The second problem is that you don’t return either a value or an error (as you would do with Rust’s Result type, which is either an Ok(some_result) or an Err(some_error)); you return both a value and an error, which means you still have to return a value even when there is no value to return. For reference types, you can return nil; for other types, you typically return the zero value of that type (e.g., 0 for integers, "" for strings, a struct with zero-valued fields, etc.) The zero value is often a perfectly valid value that can occur in non-error situations as well, so if you make a mistake in handling the error, you may end up silently passing a zero value as a valid value to the rest of the program, rather than blowing up like an exception would.

This is partly mitigated by the fact that in Go it is an error to declare a variable and not use it, so you are forced to do something with the err you just created – unless an err already exists in scope, in which case your value, err := foo() will just reuse the existing err and no error will be generated if you don’t do anything with it. Moreover, functions that only have side-effects but don’t return anything other than an error (or do return some other value but the value is rarely used) are not protected by this. Perhaps the most common example are the fmt.Print* functions, which return the number of bytes written and an error value, but I’ve never seen this error value handled – it would become an utter mess if you were to do the if err != nil { ... } rigmarole after every print, so no one does, and print errors just get silently ignored by the vast majority of programs.

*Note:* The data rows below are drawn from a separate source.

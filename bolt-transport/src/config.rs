//! Transport configuration.
//!
//! Configuration is loaded in the following order (later overrides earlier):
//! 1. Default values
//! 2. YAML config file (if specified via BOLT_CONFIG)
//! 3. Environment variables

use bolt_protocol::frame::V2_REQUEST_HEADER_LEN;
use bolt_protocol::{BoltProtocol, CodecType, EncodeOptions, MAX_FRAME_SIZE};
use serde::{Deserialize, Serialize};
use std::path::{Path, PathBuf};

/// Default read buffer size (8 KiB).
pub const DEFAULT_READ_BUFFER_SIZE: usize = 8 * 1024;

/// Minimum read buffer size (1 KiB).
pub const MIN_READ_BUFFER_SIZE: usize = 1024;

/// Maximum read buffer size (1 MiB).
pub const MAX_READ_BUFFER_SIZE: usize = 1024 * 1024;

/// Default write buffer high-water mark (16 KiB).
pub const DEFAULT_HIGH_WATER_MARK: usize = 16 * 1024;

/// Transport configuration.
#[derive(Debug, Clone, Default, Serialize, Deserialize)]
#[serde(default)]
pub struct Config {
    /// Framing options for outbound requests and heartbeats.
    pub protocol: ProtocolConfig,
    /// Buffer sizing.
    pub io: IoConfig,
    /// Logging configuration.
    pub log: LogConfig,
}

impl Config {
    /// Loads configuration from file, then applies environment variable overrides.
    pub fn load() -> Result<Self, ConfigError> {
        let mut config = Self::default();

        if let Ok(path) = std::env::var("BOLT_CONFIG") {
            config = Self::from_file(&path)?;
        }

        config.apply_env_overrides();
        config.validate()?;

        Ok(config)
    }

    /// Loads configuration from a YAML file.
    pub fn from_file(path: impl AsRef<Path>) -> Result<Self, ConfigError> {
        let path = path.as_ref();
        let content = std::fs::read_to_string(path)
            .map_err(|e| ConfigError::IoError(path.to_path_buf(), e))?;
        let config: Config = serde_yaml::from_str(&content)
            .map_err(|e| ConfigError::ParseError(path.to_path_buf(), e.to_string()))?;
        Ok(config)
    }

    /// Loads configuration from environment variables only.
    pub fn from_env() -> Self {
        let mut config = Self::default();
        config.apply_env_overrides();
        config
    }

    fn apply_env_overrides(&mut self) {
        self.protocol.apply_env_overrides();
        self.io.apply_env_overrides();
        self.log.apply_env_overrides();
    }

    /// Validates the configuration.
    pub fn validate(&self) -> Result<(), ConfigError> {
        self.protocol.validate()?;
        self.io.validate()
    }

    /// Saves configuration to a YAML file.
    pub fn save(&self, path: impl AsRef<Path>) -> Result<(), ConfigError> {
        let path = path.as_ref();
        let content = serde_yaml::to_string(self)
            .map_err(|e| ConfigError::ParseError(path.to_path_buf(), e.to_string()))?;
        std::fs::write(path, content).map_err(|e| ConfigError::IoError(path.to_path_buf(), e))?;
        Ok(())
    }
}

/// Outbound framing options.
#[derive(Debug, Clone, Serialize, Deserialize)]
#[serde(default)]
pub struct ProtocolConfig {
    /// `bolt` (v1) or `bolt2` (v2).
    pub protocol: BoltProtocol,
    /// Version byte written by v2.
    pub bolt_version: u8,
    /// Content codec: `hessian2` or `protobuf`.
    pub codec: CodecType,
    /// Append a CRC32 to v2 packets.
    pub crc_enabled: bool,
}

impl Default for ProtocolConfig {
    fn default() -> Self {
        Self {
            protocol: BoltProtocol::V1,
            bolt_version: 1,
            codec: CodecType::Hessian2,
            crc_enabled: false,
        }
    }
}

impl ProtocolConfig {
    fn apply_env_overrides(&mut self) {
        if let Ok(protocol) = std::env::var("BOLT_PROTOCOL") {
            if let Ok(parsed) = protocol.parse() {
                self.protocol = parsed;
            }
        }

        if let Ok(version) = std::env::var("BOLT_VERSION") {
            if let Ok(v) = version.parse() {
                self.bolt_version = v;
            }
        }

        if let Ok(codec) = std::env::var("BOLT_CODEC") {
            if let Ok(parsed) = codec.parse() {
                self.codec = parsed;
            }
        }

        if let Ok(crc) = std::env::var("BOLT_CRC") {
            self.crc_enabled = crc == "1" || crc.to_lowercase() == "true";
        }
    }

    fn validate(&self) -> Result<(), ConfigError> {
        if self.crc_enabled && self.protocol == BoltProtocol::V1 {
            return Err(ConfigError::ValidationError(
                "crc_enabled requires protocol bolt2".to_string(),
            ));
        }
        Ok(())
    }

    /// Encoder options for this configuration.
    pub fn encode_options(&self) -> EncodeOptions {
        EncodeOptions {
            protocol: self.protocol,
            bolt_version: self.bolt_version,
            codec: self.codec,
            crc_enabled: self.crc_enabled,
        }
    }
}

/// Buffer sizing.
#[derive(Debug, Clone, Serialize, Deserialize)]
#[serde(default)]
pub struct IoConfig {
    /// Bytes read from the socket per call.
    pub read_buffer_size: usize,
    /// Buffered outbound bytes at which the writer pauses and queues.
    pub high_water_mark: usize,
    /// Largest inbound packet accepted before the stream is failed.
    pub max_frame_size: usize,
}

impl Default for IoConfig {
    fn default() -> Self {
        Self {
            read_buffer_size: DEFAULT_READ_BUFFER_SIZE,
            high_water_mark: DEFAULT_HIGH_WATER_MARK,
            max_frame_size: MAX_FRAME_SIZE,
        }
    }
}

impl IoConfig {
    fn apply_env_overrides(&mut self) {
        if let Ok(size) = std::env::var("BOLT_READ_BUFFER_SIZE") {
            if let Ok(n) = size.parse() {
                self.read_buffer_size = n;
            }
        }

        if let Ok(mark) = std::env::var("BOLT_HIGH_WATER_MARK") {
            if let Ok(n) = mark.parse() {
                self.high_water_mark = n;
            }
        }

        if let Ok(max) = std::env::var("BOLT_MAX_FRAME_SIZE") {
            if let Ok(n) = max.parse() {
                self.max_frame_size = n;
            }
        }
    }

    fn validate(&self) -> Result<(), ConfigError> {
        if !(MIN_READ_BUFFER_SIZE..=MAX_READ_BUFFER_SIZE).contains(&self.read_buffer_size) {
            return Err(ConfigError::ValidationError(format!(
                "read_buffer_size must be between {} and {}",
                MIN_READ_BUFFER_SIZE, MAX_READ_BUFFER_SIZE
            )));
        }
        if self.high_water_mark == 0 {
            return Err(ConfigError::ValidationError(
                "high_water_mark must be positive".to_string(),
            ));
        }
        if self.max_frame_size < V2_REQUEST_HEADER_LEN {
            return Err(ConfigError::ValidationError(
                "max_frame_size must hold at least a packet header".to_string(),
            ));
        }
        Ok(())
    }
}

/// Logging configuration.
#[derive(Debug, Clone, Serialize, Deserialize)]
#[serde(default)]
pub struct LogConfig {
    /// Filter used when RUST_LOG is not set, in `EnvFilter` syntax.
    pub filter: String,
}

impl Default for LogConfig {
    fn default() -> Self {
        Self {
            filter: "info".to_string(),
        }
    }
}

impl LogConfig {
    fn apply_env_overrides(&mut self) {
        if let Ok(filter) = std::env::var("BOLT_LOG") {
            if !filter.is_empty() {
                self.filter = filter;
            }
        }
    }
}

/// Configuration error.
#[derive(Debug)]
pub enum ConfigError {
    IoError(PathBuf, std::io::Error),
    ParseError(PathBuf, String),
    ValidationError(String),
}

impl std::fmt::Display for ConfigError {
    fn fmt(&self, f: &mut std::fmt::Formatter<'_>) -> std::fmt::Result {
        match self {
            ConfigError::IoError(path, e) => {
                write!(f, "failed to read config file '{}': {}", path.display(), e)
            }
            ConfigError::ParseError(path, e) => {
                write!(f, "failed to parse config file '{}': {}", path.display(), e)
            }
            ConfigError::ValidationError(msg) => {
                write!(f, "configuration validation failed: {}", msg)
            }
        }
    }
}

impl std::error::Error for ConfigError {}

#[cfg(test)]
mod tests {
    use super::*;

    #[test]
    fn test_default_config() {
        let config = Config::default();
        assert_eq!(config.protocol.protocol, BoltProtocol::V1);
        assert_eq!(config.protocol.codec, CodecType::Hessian2);
        assert!(!config.protocol.crc_enabled);
        assert_eq!(config.io.read_buffer_size, DEFAULT_READ_BUFFER_SIZE);
        assert_eq!(config.log.filter, "info");
        assert_eq!(config.io.max_frame_size, MAX_FRAME_SIZE);
        assert!(config.validate().is_ok());
    }

    #[test]
    fn test_yaml_roundtrip() {
        let mut config = Config::default();
        config.protocol.protocol = BoltProtocol::V2;
        config.protocol.codec = CodecType::Protobuf;
        let yaml = serde_yaml::to_string(&config).unwrap();
        assert!(yaml.contains("bolt2"));
        assert!(yaml.contains("protobuf"));
        let parsed: Config = serde_yaml::from_str(&yaml).unwrap();
        assert_eq!(parsed.protocol.protocol, BoltProtocol::V2);
        assert_eq!(parsed.protocol.codec, CodecType::Protobuf);
    }

    #[test]
    fn test_from_file_partial() {
        let dir = tempfile::tempdir().unwrap();
        let path = dir.path().join("bolt.yaml");
        std::fs::write(
            &path,
            "protocol:\n  protocol: bolt2\n  crc_enabled: true\nio:\n  high_water_mark: 4096\n",
        )
        .unwrap();

        let config = Config::from_file(&path).unwrap();
        assert_eq!(config.protocol.protocol, BoltProtocol::V2);
        assert!(config.protocol.crc_enabled);
        assert_eq!(config.protocol.bolt_version, 1);
        assert_eq!(config.io.high_water_mark, 4096);
        assert_eq!(config.io.read_buffer_size, DEFAULT_READ_BUFFER_SIZE);

        let options = config.protocol.encode_options();
        assert_eq!(options.protocol, BoltProtocol::V2);
        assert!(options.crc_enabled);
    }

    #[test]
    fn test_save_and_reload() {
        let dir = tempfile::tempdir().unwrap();
        let path = dir.path().join("saved.yaml");
        let mut config = Config::default();
        config.io.high_water_mark = 1234;
        config.save(&path).unwrap();
        let loaded = Config::from_file(&path).unwrap();
        assert_eq!(loaded.io.high_water_mark, 1234);
    }

    #[test]
    fn test_missing_and_invalid_files() {
        let err = Config::from_file("/nonexistent/bolt.yaml").unwrap_err();
        assert!(matches!(err, ConfigError::IoError(..)));

        let dir = tempfile::tempdir().unwrap();
        let path = dir.path().join("bad.yaml");
        std::fs::write(&path, "protocol:\n  codec: json\n").unwrap();
        let err = Config::from_file(&path).unwrap_err();
        assert!(matches!(err, ConfigError::ParseError(..)));
    }

    #[test]
    fn test_validation() {
        let mut config = Config::default();
        config.protocol.crc_enabled = true;
        assert!(matches!(
            config.validate(),
            Err(ConfigError::ValidationError(_))
        ));

        let mut config = Config::default();
        config.io.read_buffer_size = 10;
        assert!(config.validate().is_err());

        let mut config = Config::default();
        config.io.max_frame_size = 8;
        assert!(config.validate().is_err());
    }

    #[test]
    fn test_env_overrides() {
        std::env::set_var("BOLT_PROTOCOL", "bolt2");
        std::env::set_var("BOLT_CODEC", "protobuf");
        std::env::set_var("BOLT_CRC", "true");
        std::env::set_var("BOLT_HIGH_WATER_MARK", "2048");
        std::env::set_var("BOLT_LOG", "debug");

        let config = Config::from_env();

        for key in [
            "BOLT_PROTOCOL",
            "BOLT_CODEC",
            "BOLT_CRC",
            "BOLT_HIGH_WATER_MARK",
            "BOLT_LOG",
        ] {
            std::env::remove_var(key);
        }

        assert_eq!(config.protocol.protocol, BoltProtocol::V2);
        assert_eq!(config.protocol.codec, CodecType::Protobuf);
        assert!(config.protocol.crc_enabled);
        assert_eq!(config.io.high_water_mark, 2048);
        assert_eq!(config.log.filter, "debug");
    }
}
//! Hessian 1.0 / 2.0 encoder.
//!
//! One writer covers one top-level serialization call: its reference table,
//! class-definition table and type table live exactly as long as the writer.

use crate::compiler::SchemaCompiler;
use crate::descriptor::{TypeDescriptor, Version};
use crate::error::{HessianError, Result};
use crate::value::Value;
use bytes::{BufMut, BytesMut};
use chrono::{DateTime, Utc};
use std::collections::HashMap;

/// Largest chunk (in UTF-16 units or bytes) written for strings and binary.
const CHUNK_SIZE: usize = 0x8000;

struct ClassDefinition {
    name: String,
    fields: Vec<String>,
}

/// Streaming Hessian encoder over a caller-owned buffer.
pub struct HessianWriter<'a> {
    buf: &'a mut BytesMut,
    version: Version,
    compiler: &'a SchemaCompiler,
    /// Object identity -> reference index.
    refs: HashMap<usize, u32>,
    next_ref: u32,
    classes: Vec<ClassDefinition>,
    types: HashMap<String, u32>,
}
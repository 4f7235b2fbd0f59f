//! Class schema registry.

use crate::descriptor::TypeDescriptor;
use parking_lot::RwLock;
use std::collections::HashMap;
use std::sync::Arc;

/// Request envelope class.
pub const SOFA_REQUEST: &str = "com.alipay.sofa.rpc.core.request.SofaRequest";
/// Response envelope class.
pub const SOFA_RESPONSE: &str = "com.alipay.sofa.rpc.core.response.SofaResponse";
/// Payload class of error responses.
pub const RPC_SERVER_EXCEPTION: &str = "com.alipay.remoting.rpc.exception.RpcServerException";

/// One declared field of a class.
#[derive(Debug, Clone, PartialEq)]
pub struct FieldSchema {
    pub name: String,
    pub descriptor: TypeDescriptor,
}

/// Ordered field list of a registered class.
#[derive(Debug, Clone, PartialEq)]
pub struct ClassSchema {
    pub name: String,
    pub fields: Vec<FieldSchema>,
}

impl ClassSchema {
    pub fn new(name: impl Into<String>) -> Self {
        Self {
            name: name.into(),
            fields: Vec::new(),
        }
    }

    pub fn field(mut self, name: impl Into<String>, descriptor: impl Into<TypeDescriptor>) -> Self {
        self.fields.push(FieldSchema {
            name: name.into(),
            descriptor: descriptor.into(),
        });
        self
    }
}

/// Maps class names to their field schemas.
///
/// Entries are never replaced once registered.
#[derive(Debug, Default)]
pub struct SchemaRegistry {
    classes: RwLock<HashMap<String, Arc<ClassSchema>>>,
}

impl SchemaRegistry {
    /// Creates an empty registry.
    pub fn new() -> Self {
        Self::default()
    }

    /// Creates a registry preloaded with the RPC envelope and exception classes.
    pub fn with_builtins() -> Self {
        let registry = Self::new();
        for schema in builtin_classes() {
            registry.register(schema);
        }
        registry
    }

    /// Registers a class. Returns `false` if the name was already taken.
    pub fn register(&self, schema: ClassSchema) -> bool {
        let mut classes = self.classes.write();
        if classes.contains_key(&schema.name) {
            return false;
        }
        classes.insert(schema.name.clone(), Arc::new(schema));
        true
    }

    pub fn get(&self, name: &str) -> Option<Arc<ClassSchema>> {
        self.classes.read().get(name).cloned()
    }

    pub fn contains(&self, name: &str) -> bool {
        self.classes.read().contains_key(name)
    }

    pub fn len(&self) -> usize {
        self.classes.read().len()
    }

    pub fn is_empty(&self) -> bool {
        self.classes.read().is_empty()
    }
}

fn throwable_fields(name: &str) -> ClassSchema {
    ClassSchema::new(name)
        .field("detailMessage", "java.lang.String")
        .field(
            "stackTrace",
            TypeDescriptor::array("java.lang.StackTraceElement", 1),
        )
        .field("cause", "java.lang.Throwable")
}

fn builtin_classes() -> Vec<ClassSchema> {
    vec![
        ClassSchema::new(SOFA_REQUEST)
            .field("methodName", "java.lang.String")
            .field("methodArgSigs", TypeDescriptor::array("java.lang.String", 1))
            .field("targetServiceUniqueName", "java.lang.String")
            .field("targetAppName", "java.lang.String")
            .field(
                "requestProps",
                TypeDescriptor::map(
                    "java.util.Map",
                    TypeDescriptor::new("java.lang.String"),
                    TypeDescriptor::new("java.lang.Object"),
                ),
            ),
        ClassSchema::new(SOFA_RESPONSE)
            .field("isError", "boolean")
            .field("errorMsg", "java.lang.String")
            .field("appResponse", "java.lang.Object")
            .field(
                "responseProps",
                TypeDescriptor::map(
                    "java.util.Map",
                    TypeDescriptor::new("java.lang.String"),
                    TypeDescriptor::new("java.lang.String"),
                ),
            ),
        throwable_fields("java.lang.Throwable"),
        throwable_fields("java.lang.Exception"),
        throwable_fields(RPC_SERVER_EXCEPTION),
        ClassSchema::new("java.lang.StackTraceElement")
            .field("declaringClass", "java.lang.String")
            .field("methodName", "java.lang.String")
            .field("fileName", "java.lang.String")
            .field("lineNumber", "int"),
    ]
}
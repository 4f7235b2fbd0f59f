//! Request, response and heartbeat message types.

use crate::error::ResponseStatus;
use crate::frame::{BoltProtocol, CodecType};
use bolt_hessian::Value;
use std::collections::BTreeMap;
use std::time::Duration;
use thiserror::Error;
use tokio::time::Instant;

/// Timeout used for requests built with [`RpcRequest::new`].
pub const DEFAULT_REQUEST_TIMEOUT: Duration = Duration::from_millis(3000);

/// Timeout written into heartbeats when the caller gives none.
pub const DEFAULT_HEARTBEAT_TIMEOUT: Duration = Duration::from_millis(3000);

/// An RPC invocation.
#[derive(Debug, Clone, PartialEq)]
pub struct RpcRequest {
    /// Target service unique name, e.g. `com.demo.Calculator:1.0`.
    pub server_signature: String,
    pub method_name: String,
    pub args: Vec<Value>,
    /// Java class names of `args`. Derived from the values when empty.
    pub method_arg_sigs: Vec<String>,
    pub target_app_name: Option<String>,
    pub request_props: BTreeMap<String, Value>,
    /// Zero means no deadline.
    pub timeout: Duration,
    pub oneway: bool,
    /// Overrides the encoder's codec for this request.
    pub codec: Option<CodecType>,
}

impl RpcRequest {
    pub fn new(
        server_signature: impl Into<String>,
        method_name: impl Into<String>,
        args: Vec<Value>,
    ) -> Self {
        Self {
            server_signature: server_signature.into(),
            method_name: method_name.into(),
            args,
            method_arg_sigs: Vec::new(),
            target_app_name: None,
            request_props: BTreeMap::new(),
            timeout: DEFAULT_REQUEST_TIMEOUT,
            oneway: false,
            codec: None,
        }
    }

    pub fn with_timeout(mut self, timeout: Duration) -> Self {
        self.timeout = timeout;
        self
    }

    pub fn with_target_app(mut self, app: impl Into<String>) -> Self {
        self.target_app_name = Some(app.into());
        self
    }

    pub fn with_prop(mut self, key: impl Into<String>, value: impl Into<Value>) -> Self {
        self.request_props.insert(key.into(), value.into());
        self
    }

    pub fn with_codec(mut self, codec: CodecType) -> Self {
        self.codec = Some(codec);
        self
    }

    pub fn oneway(mut self) -> Self {
        self.oneway = true;
        self
    }

    /// Argument signatures as written on the wire.
    pub fn arg_sigs(&self) -> Vec<String> {
        if !self.method_arg_sigs.is_empty() {
            return self.method_arg_sigs.clone();
        }
        self.args.iter().map(Value::java_class_name).collect()
    }

    /// `service#method`, used in logs and timeout errors.
    pub fn service_id(&self) -> String {
        format!("{}#{}", self.server_signature, self.method_name)
    }
}

/// What the service handler produced.
#[derive(Debug, Clone, PartialEq)]
pub enum AppResponse {
    Value(Value),
    /// The handler raised an exception with this message.
    Exception(String),
}

impl Default for AppResponse {
    fn default() -> Self {
        AppResponse::Value(Value::Null)
    }
}

impl From<Value> for AppResponse {
    fn from(value: Value) -> Self {
        AppResponse::Value(value)
    }
}

/// An outbound RPC response.
#[derive(Debug, Clone, Default, PartialEq)]
pub struct RpcResponse {
    /// Explicit status. Derived from the error state when unset.
    pub status: Option<ResponseStatus>,
    /// Defaults to whether `error_msg` is set.
    pub is_error: Option<bool>,
    pub error_msg: Option<String>,
    pub app_response: AppResponse,
    pub response_props: BTreeMap<String, String>,
}

impl RpcResponse {
    pub fn ok(value: impl Into<Value>) -> Self {
        Self {
            app_response: AppResponse::Value(value.into()),
            ..Default::default()
        }
    }

    pub fn error(message: impl Into<String>) -> Self {
        Self {
            error_msg: Some(message.into()),
            ..Default::default()
        }
    }

    pub fn exception(message: impl Into<String>) -> Self {
        Self {
            app_response: AppResponse::Exception(message.into()),
            ..Default::default()
        }
    }

    pub fn with_status(mut self, status: ResponseStatus) -> Self {
        self.status = Some(status);
        self
    }

    pub fn is_error(&self) -> bool {
        self.is_error.unwrap_or(self.error_msg.is_some())
    }

    /// Status written on the wire.
    pub fn effective_status(&self, codec: CodecType) -> ResponseStatus {
        if let Some(status) = self.status {
            return status;
        }
        if self.is_error() {
            return ResponseStatus::ServerException;
        }
        if codec == CodecType::Protobuf && matches!(self.app_response, AppResponse::Exception(_)) {
            return ResponseStatus::ServerException;
        }
        ResponseStatus::Success
    }

    /// Message carried by a non-success response.
    pub fn failure_message(&self, status: ResponseStatus) -> String {
        match (&self.app_response, &self.error_msg) {
            (AppResponse::Exception(msg), _) => msg.clone(),
            (_, Some(msg)) => msg.clone(),
            _ => status.default_message(),
        }
    }
}

/// An error reported by the remote side.
#[derive(Debug, Clone, PartialEq, Eq, Error)]
#[error("{message}")]
pub struct RemoteError {
    pub status: ResponseStatus,
    pub message: String,
}

/// Decoded response payload.
#[derive(Debug, Clone, Default, PartialEq)]
pub struct ResponseBody {
    pub error: Option<RemoteError>,
    pub app_response: Value,
    pub response_props: BTreeMap<String, String>,
}

impl ResponseBody {
    pub fn into_result(self) -> Result<Value, RemoteError> {
        match self.error {
            Some(err) => Err(err),
            None => Ok(self.app_response),
        }
    }
}

/// Framing options a packet arrived with. Replies reuse them.
#[derive(Debug, Clone, Copy, PartialEq, Eq)]
pub struct PacketOptions {
    pub protocol: BoltProtocol,
    pub bolt_version: u8,
    pub codec: CodecType,
    pub crc_enabled: bool,
    /// Request timeout, for requests and heartbeats.
    pub timeout: Option<Duration>,
}

/// Decode bookkeeping.
#[derive(Debug, Clone, Copy)]
pub struct PacketMeta {
    /// Bytes on the wire.
    pub size: usize,
    /// When decoding of this packet started.
    pub received_at: Instant,
    pub decode_time: Duration,
}

#[derive(Debug, Clone)]
pub struct RequestPacket {
    pub packet_id: u32,
    pub class_name: String,
    pub request: RpcRequest,
    pub options: PacketOptions,
    pub meta: PacketMeta,
}

impl RequestPacket {
    /// What a response writer needs to know about this request.
    pub fn context(&self) -> RequestContext {
        RequestContext {
            packet_id: self.packet_id,
            received_at: self.meta.received_at,
            timeout: self.options.timeout,
            service: self.request.server_signature.clone(),
            method: self.request.method_name.clone(),
            options: self.options,
        }
    }
}

/// Identity and timing of a request being answered.
#[derive(Debug, Clone)]
pub struct RequestContext {
    pub packet_id: u32,
    pub received_at: Instant,
    pub timeout: Option<Duration>,
    pub service: String,
    pub method: String,
    pub options: PacketOptions,
}

#[derive(Debug, Clone)]
pub struct ResponsePacket {
    pub packet_id: u32,
    pub class_name: String,
    pub status: ResponseStatus,
    pub body: ResponseBody,
    pub options: PacketOptions,
    pub meta: PacketMeta,
}

#[derive(Debug, Clone)]
pub struct HeartbeatPacket {
    pub packet_id: u32,
    pub options: PacketOptions,
    pub meta: PacketMeta,
}

#[derive(Debug, Clone)]
pub struct HeartbeatAckPacket {
    pub packet_id: u32,
    pub options: PacketOptions,
    pub meta: PacketMeta,
}

/// A decoded packet.
#[derive(Debug, Clone)]
pub enum Packet {
    Request(RequestPacket),
    Response(ResponsePacket),
    Heartbeat(HeartbeatPacket),
    HeartbeatAck(HeartbeatAckPacket),
}

/// Discriminant of [`Packet`], also used in write receipts.
#[derive(Debug, Clone, Copy, PartialEq, Eq, Hash)]
pub enum PacketKind {
    Request,
    Response,
    Heartbeat,
    HeartbeatAck,
}

impl Packet {
    pub fn kind(&self) -> PacketKind {
        match self {
            Packet::Request(_) => PacketKind::Request,
            Packet::Response(_) => PacketKind::Response,
            Packet::Heartbeat(_) => PacketKind::Heartbeat,
            Packet::HeartbeatAck(_) => PacketKind::HeartbeatAck,
        }
    }

    pub fn packet_id(&self) -> u32 {
        match self {
            Packet::Request(p) => p.packet_id,
            Packet::Response(p) => p.packet_id,
            Packet::Heartbeat(p) => p.packet_id,
            Packet::HeartbeatAck(p) => p.packet_id,
        }
    }

    pub fn options(&self) -> &PacketOptions {
        match self {
            Packet::Request(p) => &p.options,
            Packet::Response(p) => &p.options,
            Packet::Heartbeat(p) => &p.options,
            Packet::HeartbeatAck(p) => &p.options,
        }
    }

    pub fn meta(&self) -> &PacketMeta {
        match self {
            Packet::Request(p) => &p.meta,
            Packet::Response(p) => &p.meta,
            Packet::Heartbeat(p) => &p.meta,
            Packet::HeartbeatAck(p) => &p.meta,
        }
    }
}
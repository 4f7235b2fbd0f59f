//! Log subscriber bootstrap.

use crate::config::LogConfig;
use crate::error::TransportError;
use tracing_subscriber::EnvFilter;

/// Installs a global `fmt` subscriber.
///
/// `RUST_LOG` wins when set; otherwise the configured filter applies.
pub fn init(config: &LogConfig) -> Result<(), TransportError> {
    tracing_subscriber::fmt()
        .with_env_filter(
            EnvFilter::try_from_default_env().unwrap_or_else(|_| EnvFilter::new(&config.filter)),
        )
        .try_init()
        .map_err(|e| TransportError::Logging(e.to_string()))
}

The third problem is that a function returning an error type does not really tell you anything about which errors it can return. This is also a problem with exceptions in most languages, but Go’s approach to error values feels even more unstructured. Consider for example the net package: it has a zillion little functions, most of which can return an error; almost none of them document which errors they can return. At least in POSIX C (which uses an even more primitive error value system, typically returning -1 and setting a global errno variable to the appropriate error code), you have manpages listing every possible error you can get from the function. In Go, I suppose the usual strategy is to find out the errors you care about and handle these, and pass the ones you don’t recognize up to the caller. That’s basically the strategy of exceptions, except done manually by you, with a lot of repetitive clutter in the code.

To be fair, the situation can be somewhat ameliorated through strategic use of the panic/recover mechanism, which is like exceptions except you’re not supposed to use them like exceptions. panic is usually used for fatal situations that mean the program cannot proceed. For situations that are supposed to be recoverable, you’re supposed to use error values. Now, what counts as recoverable or not depends on the circumstances. In general, you don’t want to call panic from a library (unless you hit an assertion violation or some other indicator of a bug), because you want library users to be able to treat the errors produced by your library. But in application code, where you know which situations are going to be handled and which are not, you can often use panic more liberally to abort on situations where execution cannot proceed and reduce the set of possible error values you pass up to the caller to only those the caller is expected to handle. Then you can use recover as a catch-all for long-running programs, to log the error and keep running (the Gin web framework, for instance, will automatically catch panics, log them and return a 500 to the client by default). I don’t know if this is considered idiomatic Go or not, but I do know that it makes code cleaner in my experience.

There is also precedent for using panic for non-local exits in the standard library: the encoding/json package uses panic to jump out of recursive calls when encountering an error, and then recover to turn the panic into a regular error value for users of the library.

No inheritance

Go has no inheritance; instead, it emphasizes the use of interfaces and composition. This is an interesting design choice, but it does cause problems sometimes. So far I have been in two situations where having something akin to an “abstract struct” from which I could inherit would have made my code simpler.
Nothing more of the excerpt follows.